[Collected data entries]

== Segment start ==

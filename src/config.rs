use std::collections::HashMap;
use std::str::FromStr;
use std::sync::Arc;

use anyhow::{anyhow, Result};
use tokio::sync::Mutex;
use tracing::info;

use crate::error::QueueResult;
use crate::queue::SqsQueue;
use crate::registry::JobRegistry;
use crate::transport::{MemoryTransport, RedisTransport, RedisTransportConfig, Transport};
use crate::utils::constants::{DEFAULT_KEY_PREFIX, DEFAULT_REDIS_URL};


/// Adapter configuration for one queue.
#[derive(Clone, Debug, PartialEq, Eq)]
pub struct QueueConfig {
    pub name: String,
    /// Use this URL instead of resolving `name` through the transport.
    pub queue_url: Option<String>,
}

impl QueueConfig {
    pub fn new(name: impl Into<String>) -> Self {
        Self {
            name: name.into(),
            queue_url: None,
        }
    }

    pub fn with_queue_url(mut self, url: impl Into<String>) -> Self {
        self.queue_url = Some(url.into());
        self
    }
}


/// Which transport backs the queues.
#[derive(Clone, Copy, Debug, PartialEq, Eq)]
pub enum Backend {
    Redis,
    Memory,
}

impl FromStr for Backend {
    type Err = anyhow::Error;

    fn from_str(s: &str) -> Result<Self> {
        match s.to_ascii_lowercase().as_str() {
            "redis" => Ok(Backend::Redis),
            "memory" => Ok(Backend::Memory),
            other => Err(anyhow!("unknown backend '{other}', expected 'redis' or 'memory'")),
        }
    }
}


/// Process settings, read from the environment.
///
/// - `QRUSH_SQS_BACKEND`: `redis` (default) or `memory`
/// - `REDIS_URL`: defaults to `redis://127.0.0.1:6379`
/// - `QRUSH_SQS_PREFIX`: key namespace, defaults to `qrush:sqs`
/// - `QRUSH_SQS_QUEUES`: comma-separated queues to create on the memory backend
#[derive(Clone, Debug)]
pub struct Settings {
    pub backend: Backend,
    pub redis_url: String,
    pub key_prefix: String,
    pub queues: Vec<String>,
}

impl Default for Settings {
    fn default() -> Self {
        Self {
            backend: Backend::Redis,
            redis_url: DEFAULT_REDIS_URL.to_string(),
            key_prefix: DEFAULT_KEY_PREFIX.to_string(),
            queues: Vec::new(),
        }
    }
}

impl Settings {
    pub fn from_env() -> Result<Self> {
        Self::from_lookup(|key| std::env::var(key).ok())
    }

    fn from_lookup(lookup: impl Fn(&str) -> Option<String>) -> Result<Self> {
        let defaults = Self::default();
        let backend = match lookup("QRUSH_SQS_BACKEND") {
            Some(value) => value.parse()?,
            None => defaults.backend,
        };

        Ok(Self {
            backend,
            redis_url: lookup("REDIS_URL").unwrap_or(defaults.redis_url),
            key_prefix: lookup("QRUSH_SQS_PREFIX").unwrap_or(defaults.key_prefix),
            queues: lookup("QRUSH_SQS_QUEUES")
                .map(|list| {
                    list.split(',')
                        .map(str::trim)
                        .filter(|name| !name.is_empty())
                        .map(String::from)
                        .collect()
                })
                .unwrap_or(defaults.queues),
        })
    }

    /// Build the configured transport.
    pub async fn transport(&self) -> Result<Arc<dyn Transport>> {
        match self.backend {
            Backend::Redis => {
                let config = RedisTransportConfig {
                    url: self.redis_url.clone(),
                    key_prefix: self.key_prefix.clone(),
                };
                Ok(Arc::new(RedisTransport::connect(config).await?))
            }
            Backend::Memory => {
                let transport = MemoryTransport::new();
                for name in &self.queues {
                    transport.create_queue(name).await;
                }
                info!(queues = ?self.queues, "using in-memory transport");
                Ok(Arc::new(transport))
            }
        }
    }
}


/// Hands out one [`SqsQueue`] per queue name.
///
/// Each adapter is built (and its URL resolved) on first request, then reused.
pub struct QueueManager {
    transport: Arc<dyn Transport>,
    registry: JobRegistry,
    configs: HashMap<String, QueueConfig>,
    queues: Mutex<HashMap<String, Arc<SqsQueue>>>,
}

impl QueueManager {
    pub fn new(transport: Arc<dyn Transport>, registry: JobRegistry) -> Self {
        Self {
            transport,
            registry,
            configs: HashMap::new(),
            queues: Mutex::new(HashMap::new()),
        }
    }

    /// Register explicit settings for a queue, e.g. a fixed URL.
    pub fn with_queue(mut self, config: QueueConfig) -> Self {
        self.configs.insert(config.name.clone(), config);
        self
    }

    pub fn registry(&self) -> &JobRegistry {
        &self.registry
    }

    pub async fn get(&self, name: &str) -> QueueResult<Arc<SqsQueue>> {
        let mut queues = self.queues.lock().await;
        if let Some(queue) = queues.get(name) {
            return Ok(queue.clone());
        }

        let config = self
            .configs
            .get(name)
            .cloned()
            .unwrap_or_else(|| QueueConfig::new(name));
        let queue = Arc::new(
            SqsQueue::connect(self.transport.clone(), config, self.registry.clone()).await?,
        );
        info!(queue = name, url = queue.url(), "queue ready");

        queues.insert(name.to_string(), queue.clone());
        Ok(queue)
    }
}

== Segment end ==

* [Assignment] Print the entries exactly. Include every one.

* [Reply to the task]
filename src/config.rs
use std::collections::HashMap;
use std::str::FromStr;
use std::sync::Arc;

use anyhow::{anyhow, Result};
use tokio::sync::Mutex;
use tracing::info;

use crate::error::QueueResult;
use crate::queue::SqsQueue;
use crate::registry::JobRegistry;
use crate::transport::{MemoryTransport, RedisTransport, RedisTransportConfig, Transport};
use crate::utils::constants::{DEFAULT_KEY_PREFIX, DEFAULT_REDIS_URL};


/// Adapter configuration for one queue.
#[derive(Clone, Debug, PartialEq, Eq)]
pub struct QueueConfig {
    pub name: String,
    /// Use this URL instead of resolving `name` through the transport.
    pub queue_url: Option<String>,
}

impl QueueConfig {
    pub fn new(name: impl Into<String>) -> Self {
        Self {
            name: name.into(),
            queue_url: None,
        }
    }

    pub fn with_queue_url(mut self, url: impl Into<String>) -> Self {
        self.queue_url = Some(url.into());
        self
    }
}


/// Which transport backs the queues.
#[derive(Clone, Copy, Debug, PartialEq, Eq)]
pub enum Backend {
    Redis,
    Memory,
}

impl FromStr for Backend {
    type Err = anyhow::Error;

    fn from_str(s: &str) -> Result<Self> {
        match s.to_ascii_lowercase().as_str() {
            "redis" => Ok(Backend::Redis),
            "memory" => Ok(Backend::Memory),
            other => Err(anyhow!("unknown backend '{other}', expected 'redis' or 'memory'")),
        }
    }
}


/// Process settings, read from the environment.
///
/// - `QRUSH_SQS_BACKEND`: `redis` (default) or `memory`
/// - `REDIS_URL`: defaults to `redis://127.0.0.1:6379`
/// - `QRUSH_SQS_PREFIX`: key namespace, defaults to `qrush:sqs`
/// - `QRUSH_SQS_QUEUES`: comma-separated queues to create on the memory backend
#[derive(Clone, Debug)]
pub struct Settings {
    pub backend: Backend,
    pub redis_url: String,
    pub key_prefix: String,
    pub queues: Vec<String>,
}

impl Default for Settings {
    fn default() -> Self {
        Self {
            backend: Backend::Redis,
            redis_url: DEFAULT_REDIS_URL.to_string(),
            key_prefix: DEFAULT_KEY_PREFIX.to_string(),
            queues: Vec::new(),
        }
    }
}

impl Settings {
    pub fn from_env() -> Result<Self> {
        Self::from_lookup(|key| std::env::var(key).ok())
    }

    fn from_lookup(lookup: impl Fn(&str) -> Option<String>) -> Result<Self> {
        let defaults = Self::default();
        let backend = match lookup("QRUSH_SQS_BACKEND") {
            Some(value) => value.parse()?,
            None => defaults.backend,
        };

        Ok(Self {
            backend,
            redis_url: lookup("REDIS_URL").unwrap_or(defaults.redis_url),
            key_prefix: lookup("QRUSH_SQS_PREFIX").unwrap_or(defaults.key_prefix),
            queues: lookup("QRUSH_SQS_QUEUES")
                .map(|list| {
                    list.split(',')
                        .map(str::trim)
                        .filter(|name| !name.is_empty())
                        .map(String::from)
                        .collect()
                })
                .unwrap_or(defaults.queues),
        })
    }

    /// Build the configured transport.
    pub async fn transport(&self) -> Result<Arc<dyn Transport>> {
        match self.backend {
            Backend::Redis => {
                let config = RedisTransportConfig {
                    url: self.redis_url.clone(),
                    key_prefix: self.key_prefix.clone(),
                };
                Ok(Arc::new(RedisTransport::connect(config).await?))
            }
            Backend::Memory => {
                let transport = MemoryTransport::new();
                for name in &self.queues {
                    transport.create_queue(name).await;
                }
                info!(queues = ?self.queues, "using in-memory transport");
                Ok(Arc::new(transport))
            }
        }
    }
}


/// Hands out one [`SqsQueue`] per queue name.
///
/// Each adapter is built (and its URL resolved) on first request, then reused.
pub struct QueueManager {
    transport: Arc<dyn Transport>,
    registry: JobRegistry,
    configs: HashMap<String, QueueConfig>,
    queues: Mutex<HashMap<String, Arc<SqsQueue>>>,
}

impl QueueManager {
    pub fn new(transport: Arc<dyn Transport>, registry: JobRegistry) -> Self {
        Self {
            transport,
            registry,
            configs: HashMap::new(),
            queues: Mutex::new(HashMap::new()),
        }
    }

    /// Register explicit settings for a queue, e.g. a fixed URL.
    pub fn with_queue(mut self, config: QueueConfig) -> Self {
        self.configs.insert(config.name.clone(), config);
        self
    }

    pub fn registry(&self) -> &JobRegistry {
        &self.registry
    }

    pub async fn get(&self, name: &str) -> QueueResult<Arc<SqsQueue>> {
        let mut queues = self.queues.lock().await;
        if let Some(queue) = queues.get(name) {
            return Ok(queue.clone());
        }

        let config = self
            .configs
            .get(name)
            .cloned()
            .unwrap_or_else(|| QueueConfig::new(name));
        let queue = Arc::new(
            SqsQueue::connect(self.transport.clone(), config, self.registry.clone()).await?,
        );
        info!(queue = name, url = queue.url(), "queue ready");

        queues.insert(name.to_string(), queue.clone());
        Ok(queue)
    }
}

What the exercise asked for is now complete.